-------- Supplied data --------

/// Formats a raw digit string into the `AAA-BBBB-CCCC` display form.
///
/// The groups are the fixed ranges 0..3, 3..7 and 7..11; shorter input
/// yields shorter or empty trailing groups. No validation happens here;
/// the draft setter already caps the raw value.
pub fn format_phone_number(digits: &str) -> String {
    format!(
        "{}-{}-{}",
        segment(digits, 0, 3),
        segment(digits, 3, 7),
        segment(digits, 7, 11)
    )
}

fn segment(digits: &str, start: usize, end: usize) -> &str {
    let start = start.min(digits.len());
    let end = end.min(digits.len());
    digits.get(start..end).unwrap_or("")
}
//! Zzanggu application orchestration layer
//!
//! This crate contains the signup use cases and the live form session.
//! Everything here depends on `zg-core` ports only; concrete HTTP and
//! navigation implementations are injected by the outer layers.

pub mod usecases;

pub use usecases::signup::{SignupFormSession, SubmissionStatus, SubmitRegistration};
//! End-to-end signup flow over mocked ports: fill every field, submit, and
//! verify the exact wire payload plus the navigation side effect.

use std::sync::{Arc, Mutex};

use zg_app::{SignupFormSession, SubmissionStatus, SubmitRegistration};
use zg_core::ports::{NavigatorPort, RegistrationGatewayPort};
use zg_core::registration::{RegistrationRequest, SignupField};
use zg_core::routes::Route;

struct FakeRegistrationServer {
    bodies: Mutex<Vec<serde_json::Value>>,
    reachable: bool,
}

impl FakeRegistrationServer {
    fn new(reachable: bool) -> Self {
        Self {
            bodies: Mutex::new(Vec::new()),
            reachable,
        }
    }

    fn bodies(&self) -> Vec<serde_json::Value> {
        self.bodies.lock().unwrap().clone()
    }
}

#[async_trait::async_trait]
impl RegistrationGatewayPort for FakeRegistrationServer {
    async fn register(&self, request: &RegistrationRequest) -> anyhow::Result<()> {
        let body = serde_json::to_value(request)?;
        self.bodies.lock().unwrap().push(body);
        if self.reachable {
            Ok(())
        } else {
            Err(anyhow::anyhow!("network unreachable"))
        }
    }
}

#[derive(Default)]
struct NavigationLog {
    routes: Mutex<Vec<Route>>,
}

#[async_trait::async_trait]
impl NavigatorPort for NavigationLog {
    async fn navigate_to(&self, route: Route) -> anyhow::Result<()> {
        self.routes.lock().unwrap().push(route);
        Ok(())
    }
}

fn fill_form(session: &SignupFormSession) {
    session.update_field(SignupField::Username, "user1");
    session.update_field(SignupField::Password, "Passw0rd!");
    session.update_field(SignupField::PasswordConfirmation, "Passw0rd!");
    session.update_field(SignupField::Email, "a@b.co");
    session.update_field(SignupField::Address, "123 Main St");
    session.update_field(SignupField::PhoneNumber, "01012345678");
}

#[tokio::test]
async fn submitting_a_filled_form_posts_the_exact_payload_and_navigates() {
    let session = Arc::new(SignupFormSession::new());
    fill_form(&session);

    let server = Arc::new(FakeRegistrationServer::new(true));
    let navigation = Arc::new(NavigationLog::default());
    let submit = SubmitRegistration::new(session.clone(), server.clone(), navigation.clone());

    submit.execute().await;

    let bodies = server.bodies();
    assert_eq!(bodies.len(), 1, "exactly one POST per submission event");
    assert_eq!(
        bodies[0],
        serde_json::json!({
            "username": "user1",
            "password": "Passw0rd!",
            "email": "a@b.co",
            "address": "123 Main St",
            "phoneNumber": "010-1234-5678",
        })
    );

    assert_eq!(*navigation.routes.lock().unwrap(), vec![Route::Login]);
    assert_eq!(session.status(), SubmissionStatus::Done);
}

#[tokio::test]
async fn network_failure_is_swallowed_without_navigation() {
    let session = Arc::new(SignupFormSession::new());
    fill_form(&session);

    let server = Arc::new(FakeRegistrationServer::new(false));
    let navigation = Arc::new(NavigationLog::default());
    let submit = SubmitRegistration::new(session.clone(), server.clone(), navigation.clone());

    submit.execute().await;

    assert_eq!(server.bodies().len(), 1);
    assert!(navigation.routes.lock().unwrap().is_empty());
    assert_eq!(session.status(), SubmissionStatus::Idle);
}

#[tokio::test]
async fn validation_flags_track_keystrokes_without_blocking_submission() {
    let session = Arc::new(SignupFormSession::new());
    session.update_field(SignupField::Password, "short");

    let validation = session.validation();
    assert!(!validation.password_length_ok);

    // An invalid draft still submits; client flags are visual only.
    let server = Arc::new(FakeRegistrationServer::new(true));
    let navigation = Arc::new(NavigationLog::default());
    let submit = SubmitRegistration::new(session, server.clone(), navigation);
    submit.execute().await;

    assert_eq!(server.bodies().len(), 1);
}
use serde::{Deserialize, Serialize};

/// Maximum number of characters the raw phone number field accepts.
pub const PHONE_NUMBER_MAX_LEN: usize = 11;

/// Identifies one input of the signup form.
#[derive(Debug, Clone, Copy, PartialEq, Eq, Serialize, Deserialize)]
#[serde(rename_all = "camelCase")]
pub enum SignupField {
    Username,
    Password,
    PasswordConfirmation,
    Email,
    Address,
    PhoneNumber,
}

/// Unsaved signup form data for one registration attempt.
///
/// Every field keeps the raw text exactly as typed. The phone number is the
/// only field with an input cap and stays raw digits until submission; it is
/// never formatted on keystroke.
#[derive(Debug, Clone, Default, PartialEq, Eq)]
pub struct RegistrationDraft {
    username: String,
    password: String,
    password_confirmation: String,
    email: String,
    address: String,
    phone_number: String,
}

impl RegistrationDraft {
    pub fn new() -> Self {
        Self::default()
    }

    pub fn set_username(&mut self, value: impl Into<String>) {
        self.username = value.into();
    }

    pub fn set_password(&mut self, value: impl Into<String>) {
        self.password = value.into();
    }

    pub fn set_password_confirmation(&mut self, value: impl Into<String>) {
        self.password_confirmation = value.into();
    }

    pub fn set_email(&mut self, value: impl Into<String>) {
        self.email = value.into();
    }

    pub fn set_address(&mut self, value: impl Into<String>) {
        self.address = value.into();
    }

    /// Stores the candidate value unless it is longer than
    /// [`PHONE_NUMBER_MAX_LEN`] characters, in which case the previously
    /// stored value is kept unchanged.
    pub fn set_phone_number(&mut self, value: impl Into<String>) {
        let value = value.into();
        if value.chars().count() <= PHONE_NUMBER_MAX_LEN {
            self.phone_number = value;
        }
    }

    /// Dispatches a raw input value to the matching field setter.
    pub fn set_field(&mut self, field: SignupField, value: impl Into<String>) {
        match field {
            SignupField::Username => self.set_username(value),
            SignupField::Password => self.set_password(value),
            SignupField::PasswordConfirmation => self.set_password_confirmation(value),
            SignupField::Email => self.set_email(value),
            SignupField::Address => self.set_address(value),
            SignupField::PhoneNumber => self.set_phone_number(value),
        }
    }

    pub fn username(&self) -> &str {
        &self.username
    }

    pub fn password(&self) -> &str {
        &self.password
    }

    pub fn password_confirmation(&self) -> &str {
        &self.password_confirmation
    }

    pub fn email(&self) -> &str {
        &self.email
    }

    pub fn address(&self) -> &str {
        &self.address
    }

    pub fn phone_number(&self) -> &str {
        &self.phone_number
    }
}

--------
-------- Supplied data --------

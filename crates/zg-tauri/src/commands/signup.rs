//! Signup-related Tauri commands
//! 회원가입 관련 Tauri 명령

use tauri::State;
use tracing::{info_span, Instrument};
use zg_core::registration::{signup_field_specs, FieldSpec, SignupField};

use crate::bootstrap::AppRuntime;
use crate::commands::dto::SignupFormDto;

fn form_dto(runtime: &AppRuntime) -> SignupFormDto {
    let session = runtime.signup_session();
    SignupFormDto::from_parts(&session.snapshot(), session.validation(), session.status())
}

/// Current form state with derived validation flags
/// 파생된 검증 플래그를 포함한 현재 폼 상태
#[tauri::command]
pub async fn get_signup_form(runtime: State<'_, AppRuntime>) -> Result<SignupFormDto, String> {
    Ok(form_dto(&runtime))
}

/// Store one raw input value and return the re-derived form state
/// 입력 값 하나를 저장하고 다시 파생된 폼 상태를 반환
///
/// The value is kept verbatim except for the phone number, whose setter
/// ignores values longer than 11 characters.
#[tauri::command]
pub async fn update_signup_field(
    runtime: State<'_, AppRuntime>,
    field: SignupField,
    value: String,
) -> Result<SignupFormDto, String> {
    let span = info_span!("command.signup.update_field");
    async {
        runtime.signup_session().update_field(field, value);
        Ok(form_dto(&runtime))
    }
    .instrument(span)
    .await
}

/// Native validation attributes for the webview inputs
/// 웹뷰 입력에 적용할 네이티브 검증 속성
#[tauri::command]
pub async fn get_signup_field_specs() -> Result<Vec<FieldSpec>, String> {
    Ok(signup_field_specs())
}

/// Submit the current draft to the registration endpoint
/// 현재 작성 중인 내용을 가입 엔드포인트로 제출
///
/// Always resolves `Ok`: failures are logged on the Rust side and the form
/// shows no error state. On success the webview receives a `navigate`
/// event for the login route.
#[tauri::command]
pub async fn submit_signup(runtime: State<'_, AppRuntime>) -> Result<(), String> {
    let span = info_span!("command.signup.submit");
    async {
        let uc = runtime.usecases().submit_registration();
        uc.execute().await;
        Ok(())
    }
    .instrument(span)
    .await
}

--------
-------- Supplied data --------

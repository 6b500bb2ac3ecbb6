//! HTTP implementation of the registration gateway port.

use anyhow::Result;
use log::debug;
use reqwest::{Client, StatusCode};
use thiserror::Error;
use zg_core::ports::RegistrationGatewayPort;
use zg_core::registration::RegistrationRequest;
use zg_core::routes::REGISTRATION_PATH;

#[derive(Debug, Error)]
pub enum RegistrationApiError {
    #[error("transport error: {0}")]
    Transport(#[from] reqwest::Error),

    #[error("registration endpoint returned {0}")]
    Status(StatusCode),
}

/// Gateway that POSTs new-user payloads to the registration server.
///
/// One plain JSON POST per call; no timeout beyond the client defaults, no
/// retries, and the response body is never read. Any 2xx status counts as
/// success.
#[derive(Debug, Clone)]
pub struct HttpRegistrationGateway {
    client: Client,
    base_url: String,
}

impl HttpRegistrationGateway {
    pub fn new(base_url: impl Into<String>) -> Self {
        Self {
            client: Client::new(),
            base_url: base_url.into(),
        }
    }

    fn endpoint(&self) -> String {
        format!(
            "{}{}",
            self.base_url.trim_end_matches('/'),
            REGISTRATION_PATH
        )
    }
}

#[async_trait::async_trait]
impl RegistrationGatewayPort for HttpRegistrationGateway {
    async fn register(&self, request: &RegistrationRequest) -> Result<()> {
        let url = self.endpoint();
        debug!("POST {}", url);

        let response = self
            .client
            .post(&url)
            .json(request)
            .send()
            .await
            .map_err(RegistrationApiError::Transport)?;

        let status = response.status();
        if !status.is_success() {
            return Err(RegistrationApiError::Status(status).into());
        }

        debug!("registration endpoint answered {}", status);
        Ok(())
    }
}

--------

__What to do__: Wherever the word "struct" appears in the records above, copy that line.

__Solution to this task__:
struct FakeRegistrationServer {
struct NavigationLog {
pub struct RegistrationDraft {
pub struct HttpRegistrationGateway {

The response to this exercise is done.